== Segment start ==
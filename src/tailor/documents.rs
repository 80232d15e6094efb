// SPDX-License-Identifier: MIT

//! Document store: reading inputs, writing results, and state snapshots

use crate::adk::error::TailorError;
use crate::tailor::workflow::state::PipelineState;
use encoding_rs::WINDOWS_1252;
use std::fs;
use std::path::{Path, PathBuf};

/// Suffix added to the input file stem for the edited document
pub const OUTPUT_SUFFIX: &str = "_optimized";

/// Read a text file as UTF-8, falling back to Windows-1252
pub fn read_text<P: AsRef<Path>>(path: P) -> Result<String, TailorError> {
    let path = path.as_ref();
    let bytes = fs::read(path).map_err(|e| {
        TailorError::other(format!("cannot read {}: {}", path.display(), e))
    })?;

    match String::from_utf8(bytes) {
        Ok(text) => Ok(text),
        Err(e) => {
            log::warn!(
                "{} is not valid UTF-8, decoding as Windows-1252",
                path.display()
            );
            let (text, _, _) = WINDOWS_1252.decode(e.as_bytes());
            Ok(text.into_owned())
        }
    }
}

/// Write `content`, creating parent directories
///
/// Refuses to replace an existing file unless `overwrite` is set.
pub fn write_text<P: AsRef<Path>>(
    path: P,
    content: &str,
    overwrite: bool,
) -> Result<PathBuf, TailorError> {
    let path = path.as_ref();
    if path.exists() && !overwrite {
        return Err(TailorError::other(format!(
            "{} already exists; pass --overwrite to replace it",
            path.display()
        )));
    }
    if let Some(parent) = path.parent().filter(|p| !p.as_os_str().is_empty()) {
        fs::create_dir_all(parent)?;
    }
    fs::write(path, content)?;
    log::info!("Wrote {}", path.display());
    Ok(path.to_path_buf())
}

/// `dir/name.ext` becomes `dir/name{suffix}.ext`
pub fn output_path<P: AsRef<Path>>(input: P, suffix: &str) -> PathBuf {
    let input = input.as_ref();
    let stem = input
        .file_stem()
        .map(|s| s.to_string_lossy().into_owned())
        .unwrap_or_default();
    let name = match input.extension() {
        Some(ext) => format!("{}{}.{}", stem, suffix, ext.to_string_lossy()),
        None => format!("{}{}", stem, suffix),
    };
    input.with_file_name(name)
}

/// Save the complete state, accumulators included, as pretty JSON
pub fn save_snapshot<P: AsRef<Path>>(path: P, state: &PipelineState) -> Result<(), TailorError> {
    let json = serde_json::to_string_pretty(state)?;
    write_text(path, &json, true)?;
    Ok(())
}

pub fn load_snapshot<P: AsRef<Path>>(path: P) -> Result<PipelineState, TailorError> {
    let content = read_text(path)?;
    Ok(serde_json::from_str(&content)?)
}

#[cfg(test)]
mod tests {
    use super::*;
    use crate::tailor::workflow::types::{Recommendation, StageError, StageName};
    use tempfile::tempdir;

    #[test]
    fn test_output_path() {
        assert_eq!(
            output_path("cv/resume.tex", OUTPUT_SUFFIX),
            PathBuf::from("cv/resume_optimized.tex")
        );
        assert_eq!(
            output_path("resume", OUTPUT_SUFFIX),
            PathBuf::from("resume_optimized")
        );
    }

    #[test]
    fn test_write_creates_parents_and_guards_overwrite() {
        let dir = tempdir().unwrap();
        let path = dir.path().join("out/nested/resume.tex");

        write_text(&path, "first", false).unwrap();
        assert_eq!(read_text(&path).unwrap(), "first");

        assert!(write_text(&path, "second", false).is_err());
        assert_eq!(read_text(&path).unwrap(), "first");

        write_text(&path, "second", true).unwrap();
        assert_eq!(read_text(&path).unwrap(), "second");
    }

    #[test]
    fn test_windows_1252_fallback() {
        let dir = tempdir().unwrap();
        let path = dir.path().join("legacy.txt");
        // "café – “ok”" in Windows-1252
        fs::write(&path, [0x63, 0x61, 0x66, 0xE9, 0x20, 0x96, 0x20, 0x93, 0x6F, 0x6B, 0x94]).unwrap();
        assert_eq!(read_text(&path).unwrap(), "café \u{2013} \u{201C}ok\u{201D}");
    }

    #[test]
    fn test_missing_file() {
        let err = read_text("/nonexistent/resume.tex").unwrap_err();
        assert!(err.to_string().contains("/nonexistent/resume.tex"));
    }

    #[test]
    fn test_snapshot_round_trip() {
        let dir = tempdir().unwrap();
        let path = dir.path().join("state.json");

        let mut state = PipelineState::new("doc", "reqs");
        state.recommendations.push(Recommendation {
            id: "rec_001".to_string(),
            priority: 2,
            category: "skills".to_string(),
            description: "Add Rust".to_string(),
            action: "List it".to_string(),
            rationale: "Required".to_string(),
            modification: Some("\\item Rust".to_string()),
        });
        state
            .errors
            .push(StageError::capability(StageName::AnalyzeGaps, "timeout"));
        state.awaiting_selection = true;

        save_snapshot(&path, &state).unwrap();
        let loaded = load_snapshot(&path).unwrap();
        assert_eq!(loaded, state);
    }
}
== Segment end ==
- **Directions for this task**
If a line above holds the word "StageError", copy it.

- **Exercise response**
    use crate::tailor::workflow::types::{Recommendation, StageError, StageName};
            .push(StageError::capability(StageName::AnalyzeGaps, "timeout"));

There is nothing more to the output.